3) On-line Data Mining: In many applications, the data of interest comprises of multiple sequences that
evolve over time. Examples include currency exchange rates, network traffic data, and demographic data
on multiple variables. I developed a fast method to analyze such co-evolving time sequences jointly to
allow (1) estimation/forecasting of missing, delayed, or future values, (2) quantitative data mining,
discovering correlations (with or without lag) among the given sequences, and (3) outlier detection. Our
method, MUSCLES (for MUlti-SequenCe LEast Square), adapts to changing correlations among
sequences over time. It can handle indefinitely long sequences efficiently using an incremental algorithm
and requires only small amount of storage and less I/O operations. To make it scale for a large number
of sequences, I proposed a variation, the Selective MUSCLES method, and an efficient algorithm to
reduce the problem size. Experiments on real datasets showed that MUSCLES outperformed some
popular competitors in prediction accuracy up to 10 times and discovered interesting correlations.
Moreover, Selective MUSCLES scaled up very well for large number of sequences, reducing response
time up to 110 times over MUSCLES and sometimes even improved the prediction quality.
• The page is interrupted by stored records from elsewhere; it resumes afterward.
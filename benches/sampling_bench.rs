use criterion::{Criterion, criterion_group, criterion_main};
use gridchart_rs::api::{ChartConfiguration, RenderFrameInputs, build_render_frame};
use gridchart_rs::core::{
    DataSourceId, ParameterId, ParameterInfo, PlotArea, PlotData, PlotSeries, Resolution,
    Viewport, XAxisParameter, sample_series, select_indices,
};
use std::hint::black_box;

fn sensor_series(source: &str, rows: usize, offset: f64) -> PlotSeries {
    let x: Vec<f64> = (0..rows).map(|i| i as f64 * 1_000.0).collect();
    let y: Vec<f64> = (0..rows)
        .map(|i| {
            if i % 997 == 0 {
                f64::NAN
            } else {
                offset + (i as f64 * 0.013).sin() * 5.0 + (i as f64 * 0.17).cos()
            }
        })
        .collect();
    PlotSeries::new(
        DataSourceId::new(source),
        source,
        ParameterInfo::new(ParameterId::new("temp"), "Temperature", "C"),
        x,
        y,
    )
    .expect("valid generated series")
}

fn bench_select_indices_100k(c: &mut Criterion) {
    let series = sensor_series("machine-0", 100_000, 0.0);

    c.bench_function("select_indices_100k_to_2k", |b| {
        b.iter(|| {
            let _ = select_indices(
                black_box(&series.x_values),
                black_box(&series.y_values),
                black_box(2_000),
            );
        })
    });
}

fn bench_sample_series_tiers(c: &mut Criterion) {
    let series = sensor_series("machine-0", 100_000, 0.0);

    for tier in [Resolution::Preview, Resolution::High] {
        c.bench_function(&format!("sample_series_100k_{tier}"), |b| {
            b.iter(|| {
                let _ = sample_series(black_box(&series), black_box(tier.point_budget()))
                    .expect("sampling should succeed");
            })
        });
    }
}

fn bench_render_frame_3x30k(c: &mut Criterion) {
    let data = PlotData::new(
        ParameterInfo::timestamp(),
        true,
        (0..3)
            .map(|i| sensor_series(&format!("machine-{i}"), 30_000, f64::from(i) * 10.0))
            .collect(),
    );
    let config = ChartConfiguration::new(
        "Temperature",
        XAxisParameter::Timestamp,
        vec![ParameterId::new("temp")],
        (0..3)
            .map(|i| DataSourceId::new(format!("machine-{i}")))
            .collect(),
    );
    let viewport = Viewport::from_plot_data(&data).expect("viewport");

    c.bench_function("render_frame_3x30k_normal", |b| {
        b.iter(|| {
            let _ = build_render_frame(
                black_box(RenderFrameInputs {
                    config: &config,
                    data: &data,
                    viewport,
                    plot_area: PlotArea::new(1_600, 400),
                    resolution: Resolution::Normal,
                    visible_x: None,
                }),
                Vec::new(),
            )
            .expect("frame should build");
        })
    });
}

criterion_group!(
    benches,
    bench_select_indices_100k,
    bench_sample_series_tiers,
    bench_render_frame_3x30k
);
criterion_main!(benches);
In-Progress and Future work: l plan to work further on the issues in similarity search and data mining
as well as other interesting database problems, including, but not limited to:

Mining time sequences of heterogeneous data types (real, categorical, binary, etc.)
Mining data on the web (stock quotes available from Yahoo!, etc.)
Similarity search for multimedia data (video, audio, etc.) by approximate examples.
Visualization of long time sequences (‘Visualize the correlations among all stocks in NYSE.’)
Classification/clustering of long time sequences (‘Group Internet users by their usage patterns.’)
Database support for forecasting of large-scale, non-linear, chaotic time sequences
Approximate estimation of distributions of datasets for mining and query optimization, using the
state-of-the-art statistical and signal-processing techniques (e.g., wavelets, PCA, fractals)

In the long run, my goal is to design and implement fast, scalable algorithms for information discovery
problems, so that average people connected to the Internet can easily find what they are looking for,
through easy-to-use graphical user interfaces.